-------- Recorded information --------

//! Container registry adapter and the `image-build` / `image-push`
//! executors

use crate::adapters::{parse_params, CommandRunner, CommandSpec, ExecutorError, TaskExecutor, TaskOutput};
use crate::core::{context::RunContext, event::short_sha, secrets::SecretValue, task::Task};
use async_trait::async_trait;
use serde::Deserialize;
use std::path::{Path, PathBuf};
use std::sync::Arc;
use tracing::info;

pub const LATEST_TAG: &str = "latest";

/// Tags applied to every pushed image: `latest` and the 7-char commit prefix
pub fn image_tags(commit_sha: &str) -> Vec<String> {
    vec![LATEST_TAG.to_string(), short_sha(commit_sha).to_string()]
}

/// Registry host of an image reference (`docker.io` when none is given)
pub fn registry_host(image: &str) -> &str {
    match image.split_once('/') {
        Some((host, _)) if host.contains('.') || host.contains(':') || host == "localhost" => host,
        _ => "docker.io",
    }
}

/// Builds and publishes container images
#[async_trait]
pub trait ContainerRegistry: Send + Sync {
    async fn login(
        &self,
        registry: &str,
        username: &str,
        password: &SecretValue,
    ) -> Result<(), ExecutorError>;

    /// Build `context` into `image`, returning the image reference
    async fn build(
        &self,
        context: &Path,
        dockerfile: Option<&Path>,
        image: &str,
    ) -> Result<String, ExecutorError>;

    /// Push `image` under each tag, returning the pushed references
    async fn push(&self, image: &str, tags: &[String]) -> Result<Vec<String>, ExecutorError>;
}

/// `ContainerRegistry` over the docker CLI
pub struct DockerCli {
    runner: Arc<dyn CommandRunner>,
}

impl DockerCli {
    pub fn new(runner: Arc<dyn CommandRunner>) -> Self {
        Self { runner }
    }

    fn docker() -> CommandSpec {
        CommandSpec::new("docker")
    }
}

#[async_trait]
impl ContainerRegistry for DockerCli {
    async fn login(
        &self,
        registry: &str,
        username: &str,
        password: &SecretValue,
    ) -> Result<(), ExecutorError> {
        let command = Self::docker()
            .args(["login", registry, "--username", username, "--password-stdin"])
            .stdin(password.expose());
        self.runner.run(&command).await?;
        Ok(())
    }

    async fn build(
        &self,
        context: &Path,
        dockerfile: Option<&Path>,
        image: &str,
    ) -> Result<String, ExecutorError> {
        let mut command = Self::docker().args(["build", "--tag", image]);
        if let Some(dockerfile) = dockerfile {
            command = command.args(["--file".to_string(), dockerfile.to_string_lossy().into_owned()]);
        }
        command = command.arg(context.to_string_lossy().into_owned());
        self.runner.run(&command).await?;
        Ok(image.to_string())
    }

    async fn push(&self, image: &str, tags: &[String]) -> Result<Vec<String>, ExecutorError> {
        let mut pushed = Vec::with_capacity(tags.len());
        for tag in tags {
            let tagged = format!("{}:{}", image, tag);
            self.runner
                .run(&Self::docker().args(["tag", image, tagged.as_str()]))
                .await?;
            self.runner
                .run(&Self::docker().args(["push", tagged.as_str()]))
                .await?;
            pushed.push(tagged);
        }
        Ok(pushed)
    }
}

#[derive(Debug, Deserialize)]
struct BuildParams {
    image: String,

    #[serde(default)]
    context: Option<String>,

    #[serde(default)]
    dockerfile: Option<String>,
}

/// `image-build`: build an image from a context directory
pub struct ImageBuildExecutor {
    registry: Arc<dyn ContainerRegistry>,
}

impl ImageBuildExecutor {
    pub fn new(registry: Arc<dyn ContainerRegistry>) -> Self {
        Self { registry }
    }
}

#[async_trait]
impl TaskExecutor for ImageBuildExecutor {
    async fn run(&self, task: &Task, ctx: &RunContext) -> Result<TaskOutput, ExecutorError> {
        let params: BuildParams = parse_params(task)?;
        let context = ctx.resolve_dir(params.context.as_deref());
        let dockerfile: Option<PathBuf> = params
            .dockerfile
            .as_deref()
            .map(|file| ctx.resolve_dir(Some(file)));

        let image_ref = self
            .registry
            .build(&context, dockerfile.as_deref(), &params.image)
            .await?;
        info!("Built image {}", image_ref);

        Ok(TaskOutput::new(format!("built {}", image_ref))
            .with_artifact(image_ref.clone())
            .with_export("image", image_ref))
    }
}

#[derive(Debug, Deserialize)]
struct PushParams {
    image: String,

    /// Registry host, derived from the image when absent
    #[serde(default)]
    registry: Option<String>,

    #[serde(default)]
    username: Option<String>,

    /// Secret holding the registry password
    #[serde(default)]
    password_secret: Option<String>,
}

/// `image-push`: log in if credentials are given, then push the image
/// tagged `latest` and with the short commit SHA
pub struct ImagePushExecutor {
    registry: Arc<dyn ContainerRegistry>,
}

impl ImagePushExecutor {
    pub fn new(registry: Arc<dyn ContainerRegistry>) -> Self {
        Self { registry }
    }
}

#[async_trait]
impl TaskExecutor for ImagePushExecutor {
    async fn run(&self, task: &Task, ctx: &RunContext) -> Result<TaskOutput, ExecutorError> {
        let params: PushParams = parse_params(task)?;

        if let (Some(username), Some(secret_name)) = (&params.username, &params.password_secret) {
            let password = ctx
                .secret(secret_name)
                .ok_or_else(|| ExecutorError::MissingSecret(secret_name.clone()))?;
            let registry = params
                .registry
                .as_deref()
                .unwrap_or_else(|| registry_host(&params.image));
            self.registry.login(registry, username, &password).await?;
        }

        let tags = image_tags(&ctx.event.commit_sha);
        let pushed = self.registry.push(&params.image, &tags).await?;
        info!("Pushed {}", pushed.join(", "));

        let sha_ref = format!("{}:{}", params.image, ctx.event.short_sha());
        Ok(TaskOutput::new(pushed.join("\n"))
            .with_artifact(sha_ref.clone())
            .with_export("image_ref", sha_ref)
            .with_export("tags", tags.join(",")))
    }
}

--------

Work to complete => The required output is every line above from the one with "use serde::Deserialize;" down to the one with "7-char commit prefix", restated word for word, ends included.

Final answer =>
use serde::Deserialize;
use std::path::{Path, PathBuf};
use std::sync::Arc;
use tracing::info;

pub const LATEST_TAG: &str = "latest";

/// Tags applied to every pushed image: `latest` and the 7-char commit prefix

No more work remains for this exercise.